• **What needs to be done**:
Below are the records; copy each line in which "Align" occurs.

=== Section Start ===

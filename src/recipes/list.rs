use super::item::Recipe;
use super::store::RecipeStore;
use super::thumbnail::{Thumbnail, ThumbnailLoader};
use crate::config::{FADE_SECONDS, ROW_PADDING, THUMBNAIL_SIZE};
use eframe::egui::load::SizedTexture;
use eframe::egui::{
    Align, Color32, Id, Image, Layout, Response, RichText, ScrollArea, Sense, Spinner, Ui, Vec2,
};
use std::collections::HashSet;
use tracing::{debug, warn};

/// Renders the store as a scrolling list of rows.
///
/// Rows are rebuilt from the store every frame. Per-row state lives here,
/// keyed by row index, which is stable because the store only appends.
#[derive(Default)]
pub struct RecipeList {
    highlighted: HashSet<usize>,
    // (row, uri) pairs whose image load already failed and was logged.
    failed: HashSet<(usize, String)>,
}

impl RecipeList {
    pub fn is_highlighted(&self, index: usize) -> bool {
        self.highlighted.contains(&index)
    }

    pub fn toggle(&mut self, index: usize) {
        if !self.highlighted.remove(&index) {
            self.highlighted.insert(index);
        }
    }

    pub fn resolve_thumbnail(
        &mut self,
        loader: &impl ThumbnailLoader,
        index: usize,
        uri: &str,
    ) -> Thumbnail {
        let result = loader.poll(uri);
        if let Err(err) = &result {
            if self.failed.insert((index, uri.to_owned())) {
                warn!(row = index, %uri, "thumbnail failed to load: {err}");
            }
        }
        Thumbnail::from_poll(&result)
    }

    /// Row height without item spacing, which `show_rows` adds itself.
    pub fn row_height() -> f32 {
        THUMBNAIL_SIZE + 2.0 * ROW_PADDING
    }

    /// Only rows inside the visible range are built, so off-screen rows
    /// never poll for their image.
    pub fn show(&mut self, ui: &mut Ui, store: &RecipeStore, placeholder: SizedTexture) {
        ScrollArea::vertical()
            .auto_shrink([false; 2])
            .show_rows(ui, Self::row_height(), store.len(), |ui, rows| {
                for index in rows {
                    if let Some(recipe) = store.get(index) {
                        self.show_row(ui, index, recipe, placeholder);
                    }
                }
            });
    }

    fn show_row(
        &mut self,
        ui: &mut Ui,
        index: usize,
        recipe: &Recipe,
        placeholder: SizedTexture,
    ) -> Response {
        let ctx = ui.ctx().clone();
        let thumbnail = self.resolve_thumbnail(&ctx, index, &recipe.image_uri);
        let opacity = ctx.animate_bool_with_time(
            Id::new(("recipe_thumbnail", index)),
            thumbnail.is_ready(),
            FADE_SECONDS,
        );
        let size = Vec2::splat(THUMBNAIL_SIZE);

        let response = ui
            .horizontal(|ui| {
                ui.set_min_height(Self::row_height());
                ui.add_space(ROW_PADDING);
                ui.label(RichText::new(&recipe.title).size(16.0));

                ui.with_layout(Layout::right_to_left(Align::Center), |ui| {
                    ui.add_space(ROW_PADDING);
                    match thumbnail {
                        Thumbnail::Loading => {
                            ui.add_sized(size, Spinner::new());
                        }
                        Thumbnail::Ready(texture) => {
                            ui.add(
                                Image::from_texture(texture)
                                    .fit_to_exact_size(size)
                                    .tint(Color32::WHITE.gamma_multiply(opacity)),
                            );
                        }
                        Thumbnail::Placeholder => {
                            ui.add(Image::from_texture(placeholder).fit_to_exact_size(size));
                        }
                    }
                });
            })
            .response
            .interact(Sense::click());

        if response.clicked() {
            self.toggle(index);
            debug!(row = index, highlighted = self.is_highlighted(index), "row toggled");
        }
        response
    }
}
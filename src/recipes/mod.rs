pub mod form;
pub mod item;
pub mod list;
pub mod placeholder;
pub mod store;
pub mod thumbnail;
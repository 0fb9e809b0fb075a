use super::state::RecipeApp;
use crate::config::{
    ADD_BUTTON, FIELD_SPACING, HEADING, IMAGE_HINT, NAME_HINT, SCREEN_PADDING, SECTION_SPACING,
};
use eframe::egui::{self, CentralPanel, Context, Frame, Id, Margin, TextEdit, Ui, Vec2};

pub const NAME_FIELD_ID: &str = "recipe_name_field";
pub const IMAGE_FIELD_ID: &str = "recipe_image_field";

impl RecipeApp {
    pub fn render_ui(&mut self, ctx: &Context) {
        // Global styles
        self.setup_custom_styles(ctx);

        // Whole screen is one padded central panel
        CentralPanel::default()
            .frame(Frame::central_panel(&ctx.style()).inner_margin(Margin::same(SCREEN_PADDING as i8)))
            .show(ctx, |ui| {
                // Title
                ui.vertical_centered(|ui| {
                    ui.heading(HEADING);
                });
                ui.add_space(SECTION_SPACING);

                // Name and image URL drafts with the add button
                self.render_form(ui);
                ui.add_space(SECTION_SPACING);

                // Recipes, lazily laid out
                let placeholder = self.placeholder.texture(ctx);
                self.list.show(ui, &self.store, placeholder);
            });

        // Toasts on top of everything
        self.notices.render(ctx);
    }

    fn setup_custom_styles(&self, ctx: &Context) {
        let mut style = (*ctx.style()).clone();

        // Bigger heading
        style.text_styles.insert(
            egui::TextStyle::Heading,
            egui::FontId::new(24.0, egui::FontFamily::Proportional),
        );
        // Body text for titles and hints
        style.text_styles.insert(
            egui::TextStyle::Body,
            egui::FontId::new(15.0, egui::FontFamily::Proportional),
        );
        // Roomier buttons and rows
        style.spacing.button_padding = Vec2::new(10.0, 6.0);
        style.spacing.item_spacing = Vec2::new(8.0, 8.0);

        ctx.set_style(style);
    }

    fn render_form(&mut self, ui: &mut Ui) {
        let mut name = self.form.name().to_owned();
        let name_field = ui.add(
            TextEdit::singleline(&mut name)
                .id(Id::new(NAME_FIELD_ID))
                .hint_text(NAME_HINT)
                .desired_width(f32::INFINITY),
        );
        if name_field.changed() {
            self.form.update_name(name);
        }
        ui.add_space(FIELD_SPACING);

        let mut image_uri = self.form.image_uri().to_owned();
        let image_field = ui.add(
            TextEdit::singleline(&mut image_uri)
                .id(Id::new(IMAGE_FIELD_ID))
                .hint_text(IMAGE_HINT)
                .desired_width(f32::INFINITY),
        );
        if image_field.changed() {
            self.form.update_image_uri(image_uri);
        }
        ui.add_space(FIELD_SPACING);

        // Enter in a field works like the button
        self.enter_submits(ui.ctx(), &[&name_field, &image_field]);

        ui.vertical_centered(|ui| {
            if ui.add(egui::Button::new(ADD_BUTTON).min_size(Vec2::new(140.0, 36.0))).clicked() {
                let now = ui.input(|i| i.time);
                self.submit_form(now);
            }
        });
    }
}
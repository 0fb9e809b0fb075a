use crate::notice::Notices;
use crate::recipes::form::RecipeForm;
use crate::recipes::list::RecipeList;
use crate::recipes::placeholder::Placeholder;
use crate::recipes::store::RecipeStore;
use eframe::egui::Context;
use tracing::{info, warn};

#[derive(Default)]
pub struct RecipeApp {
    pub store: RecipeStore,
    pub form: RecipeForm,
    pub list: RecipeList,
    pub notices: Notices,
    pub placeholder: Placeholder,
}

impl RecipeApp {
    /// Screen bound to `ctx`: every append to the store schedules a repaint.
    pub fn new(ctx: &Context) -> Self {
        let mut app = Self::default();
        let ctx = ctx.clone();
        app.store.subscribe(move |_| ctx.request_repaint());
        app
    }

    /// Submits the drafts. A rejected submit only shows a notice.
    pub fn submit_form(&mut self, now: f64) {
        match self.form.submit(&mut self.store) {
            Ok(()) => info!(count = self.store.len(), "recipe added"),
            Err(err) => {
                warn!(
                    name_empty = self.form.name().is_empty(),
                    uri_empty = self.form.image_uri().is_empty(),
                    "submit rejected: {err}"
                );
                self.notices.show(err.to_string(), now);
            }
        }
    }
}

=== Section End ===

• **Reply**:
    Align, Color32, Id, Image, Layout, Response, RichText, ScrollArea, Sense, Spinner, Ui, Vec2,
                ui.with_layout(Layout::right_to_left(Align::Center), |ui| {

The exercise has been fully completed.